# 40 Miles / 16 pounds



## hansonb4 (Aug 17, 2014)

Hello - 
So I have to hoof it 40 miles with a 16 lb BOB. I am 44, 150 lbs and a couple of years ago I could run a 5K in under 28 minutes. I haven't done anything for the last year or so. Based on those who have practiced drop offs and hiking back, or any sort of practice hikes, what would be your best guess as to how many miles I could cover in a day.

Thanks.


----------



## Notsoyoung (Dec 2, 2013)

In a SHTF situation, figure 10 to 15 miles a day progress in the direction of your objective. You need to take into account that you will need to detour around some areas and situations, in addition to time spent standing back and observing things around and ahead of you. 10 miles may be optimistic depending on where you live, the terrain, and population density.
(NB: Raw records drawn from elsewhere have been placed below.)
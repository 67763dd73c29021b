// ==========================================
// 考勤导入系统 - 核心库
// ==========================================
// 技术栈: Rust + calamine/csv
// 系统定位: 打卡导出表 → 日考勤记录 → 员工汇总
// ==========================================

// ==========================================
// 模块声明
// ==========================================

// 领域层 - 实体与类型
pub mod domain;

// 导入层 - 外部数据
pub mod importer;

// 引擎层 - 汇总与视图规则
pub mod engine;

// 导出层 - 报表文件
pub mod exporter;

// 配置层 - 系统配置
pub mod config;

// 日志系统
pub mod logging;

// API 层 - 当前结果与业务接口
pub mod api;

// ==========================================
// 重导出核心类型
// ==========================================

// 领域类型
pub use domain::types::{AttendanceStatus, ColumnKey, HoursSource, SortDirection, SortKey};

// 领域实体
pub use domain::{AttendanceRecord, AttendanceReport, CellValue, EmployeeSummary, RawGrid};

// 导入
pub use importer::{AttendanceImporter, AttendanceImporterImpl, ImportError, ImportResult};

// 引擎
pub use engine::{apply_view, AttendanceAggregator, SortState, ViewState};

// API
pub use api::{AttendanceApi, ApiError};

// 配置
pub use config::{IngestConfig, IngestConfigReader};

// ==========================================
// 常量定义
// ==========================================

// 系统版本
pub const VERSION: &str = env!("CARGO_PKG_VERSION");

// 系统名称
pub const APP_NAME: &str = "考勤导入系统";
If you are asking how many miles in practice, figure 40 miles is going to take possibly 2 days if you haven't done much walking in a while. 40 is possible to do in one day but be advised that you are going to have some huge blisters on your feet in addition to them being bruised as all get out.


----------



## Tennessee (Feb 1, 2014)

My goal is 8 miles with a 60 lb pack


----------



## scramble4a5 (Nov 1, 2012)

Depends on the terrain or the city I guess. Worth training for that is for sure.


----------



## RNprepper (Apr 5, 2014)

Depends on how long your feet hold out. Be sure to have well broken-in boots, plenty of moleskin, and extra socks.


----------



## Notsoyoung (Dec 2, 2013)

Tennessee said:


> My goal is 8 miles with a 60 lb pack


That seems reasonable to me. IMO you need to have less concern about distance and time and spent as much time as needed to make sure that there isn't any danger in the area ahead. Better to take your time and get where you need to be, alive.


----------



## Jeep (Aug 5, 2014)

So many variables there. What's your footwear, whats your threat level etc. I can do 20+ a day in sneaks or running shoes, but If I wear my boots I am at 10-12 a day. I guess if my threat was high I could move my ass


----------